Discussion Character
- Technical explanation
- Conceptual clarification
- Debate/contested
Main Points Raised
- One participant seeks assistance in setting up a state space equation for a Kalman filter to estimate distance based on GPS and velocity data.
- Another participant emphasizes the need for a clear definition of physical dynamics and questions the interpretation of state variables, suggesting that the magnitude of velocity alone may not be sufficient.
- A different participant proposes a simple approach, introducing state variables for position and velocity, and outlines equations for updating these variables based on acceleration and time intervals.
- One participant mentions a previous post in a different forum and indicates a variation in their approach, incorporating the concept of constant jerk and focusing on the magnitude of distance.
- There is a request for clarification on what is meant by "distance," specifically whether it refers to the odometer measurement of the car's path.

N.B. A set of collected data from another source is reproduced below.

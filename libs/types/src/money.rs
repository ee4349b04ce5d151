//! Monetary and quantity value types
//!
//! All money is decimal with at most two fractional digits. Floating point
//! never touches a price; `rust_decimal` arithmetic is exact.

use rust_decimal::Decimal;
use serde::{Deserialize, Serialize};
use std::fmt;

/// A positive monetary amount with at most two decimal places
///
/// Used for listing prices, offer caps, and escrow amounts. Construction
/// validates positivity and scale; once built a Price is always valid.
#[derive(Debug, Clone, Copy, PartialEq, Eq, PartialOrd, Ord, Hash, Serialize, Deserialize)]
#[serde(transparent)]
pub struct Price(Decimal);

impl Price {
    /// Try to create a Price, returning None if non-positive or finer
    /// than two decimal places
    pub fn try_new(value: Decimal) -> Option<Self> {
        if value > Decimal::ZERO && value.normalize().scale() <= 2 {
            Some(Self(value))
        } else {
            None
        }
    }

    /// Create from whole currency units
    ///
    /// # Panics
    /// Panics if `units` is zero
    pub fn from_units(units: u64) -> Self {
        assert!(units > 0, "Price must be positive");
        Self(Decimal::from(units))
    }

    /// Parse from a decimal string, returning None if invalid
    pub fn parse(s: &str) -> Option<Self> {
        Decimal::from_str_exact(s).ok().and_then(Self::try_new)
    }

    /// Get the inner decimal value
    pub fn as_decimal(&self) -> Decimal {
        self.0
    }
}

impl fmt::Display for Price {
    fn fmt(&self, f: &mut fmt::Formatter<'_>) -> fmt::Result {
        write!(f, "{}", self.0)
    }
}

/// A positive ticket count
///
/// Offers and listings always cover at least one ticket.
#[derive(Debug, Clone, Copy, PartialEq, Eq, PartialOrd, Ord, Hash, Serialize, Deserialize)]
#[serde(transparent)]
pub struct Quantity(u32);

impl Quantity {
    /// Try to create a Quantity, returning None if zero
    pub fn try_new(count: u32) -> Option<Self> {
        if count > 0 {
            Some(Self(count))
        } else {
            None
        }
    }

    /// Create a Quantity
    ///
    /// # Panics
    /// Panics if `count` is zero
    pub fn new(count: u32) -> Self {
        assert!(count > 0, "Quantity must be positive");
        Self(count)
    }

    /// Get the ticket count
    pub fn get(&self) -> u32 {
        self.0
    }

    /// Ticket count as a decimal, for price arithmetic
    pub fn as_decimal(&self) -> Decimal {
        Decimal::from(self.0)
    }
}

impl fmt::Display for Quantity {
    fn fmt(&self, f: &mut fmt::Formatter<'_>) -> fmt::Result {
        write!(f, "{}", self.0)
    }
}
//! Multi-market simulation
//!
//! Runs independent engine instances per market symbol.
//! Aggregates cross-market metrics.

use crate::engine::SimEngine;
use crate::metrics::SimMetrics;
use rust_decimal::Decimal;
use types::fee::FeeTier;
use types::ids::MarketId;

/// A multi-market simulation runner.
pub struct MultiMarketSim {
    pub engines: Vec<SimEngine>,
}

impl MultiMarketSim {
    /// Create a multi-market simulation from market symbols and shared fee tier.
    pub fn new(symbols: Vec<MarketId>, fee_tier: FeeTier) -> Self {
        let engines = symbols.into_iter()
            .map(|sym| SimEngine::new(sym, fee_tier.clone()))
            .collect();
        Self { engines }
    }

    /// Get engine for a specific market index.
    pub fn engine(&self, index: usize) -> Option<&SimEngine> {
        self.engines.get(index)
    }

    /// Get mutable engine for a specific market index.
    pub fn engine_mut(&mut self, index: usize) -> Option<&mut SimEngine> {
        self.engines.get_mut(index)
    }

    /// Get engine by symbol.
    pub fn engine_by_symbol(&self, symbol: &str) -> Option<&SimEngine> {
        self.engines.iter().find(|e| e.symbol.as_str() == symbol)
    }

    /// Get mutable engine by symbol.
    pub fn engine_by_symbol_mut(&mut self, symbol: &str) -> Option<&mut SimEngine> {
        self.engines.iter_mut().find(|e| e.symbol.as_str() == symbol)
    }

    /// Number of markets.
    pub fn market_count(&self) -> usize {
        self.engines.len()
    }

    /// Aggregate metrics across all markets.
    pub fn aggregate_metrics(&self) -> SimMetrics {
        let mut combined = SimMetrics::new();
        for engine in &self.engines {
            combined.ingest_events(&engine.events);
        }
        combined
    }

    /// Total orders across all markets.
    pub fn total_orders(&self) -> usize {
        self.engines.iter().map(|e| e.order_count()).sum()
    }

    /// Total trades across all markets.
    pub fn total_trades(&self) -> usize {
        self.engines.iter().map(|e| e.trade_count()).sum()
    }
}

#[cfg(test)]
mod tests {
    use super::*;
    use types::ids::AccountId;
    use types::numeric::Price;
    use types::order::Side;

    fn test_fee() -> FeeTier {
        FeeTier {
            volume_threshold: Decimal::ZERO,
            maker_rate: Decimal::from_str_exact("0.0002").unwrap(),
            taker_rate: Decimal::from_str_exact("0.0005").unwrap(),
        }
    }

    #[test]
    fn test_multi_market_creation() {
        let sim = MultiMarketSim::new(
            vec![MarketId::new("BTC/USDT"), MarketId::new("ETH/USDT")],
            test_fee(),
        );
        assert_eq!(sim.market_count(), 2);
    }

    #[test]
    fn test_multi_market_independent() {
        let mut sim = MultiMarketSim::new(
            vec![MarketId::new("BTC/USDT"), MarketId::new("ETH/USDT")],
            test_fee(),
        );
        let acc = AccountId::new();

        // Trade on BTC
        if let Some(btc) = sim.engine_by_symbol_mut("BTC/USDT") {
            btc.submit_order(acc, Side::SELL, Price::from_u64(50000), Decimal::ONE, 100);
            btc.submit_order(acc, Side::BUY, Price::from_u64(50000), Decimal::ONE, 101);
        }

        // ETH should be empty
        let eth = sim.engine_by_symbol("ETH/USDT").unwrap();
        assert_eq!(eth.trade_count(), 0);

        // BTC should have 1 trade
        let btc = sim.engine_by_symbol("BTC/USDT").unwrap();
        assert_eq!(btc.trade_count(), 1);
    }

    #[test]
    fn test_aggregate_metrics() {
        let mut sim = MultiMarketSim::new(
            vec![MarketId::new("BTC/USDT"), MarketId::new("ETH/USDT")],
            test_fee(),
        );
        let acc = AccountId::new();

        for engine in &mut sim.engines {
            engine.submit_order(acc, Side::SELL, Price::from_u64(1000), Decimal::ONE, 100);
            engine.submit_order(acc, Side::BUY, Price::from_u64(1000), Decimal::ONE, 101);
        }

        let metrics = sim.aggregate_metrics();
        assert_eq!(metrics.total_trades, 2); // 1 per market
        assert_eq!(metrics.total_orders, 4); // 2 per market
    }
}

- A later reply confirms that the intended measurement is indeed the odometer distance, which reflects the length of the path traveled by the vehicle.
Areas of Agreement / Disagreement
Participants express differing views on the formulation of the Kalman filter and the necessary definitions of distance and state variables. There is no consensus on the correct approach or the specifics of the model being discussed.
Contextual Notes
Participants highlight the importance of defining physical dynamics and the implications of using different interpretations of velocity and distance. There are unresolved questions regarding the assumptions made in the modeling process.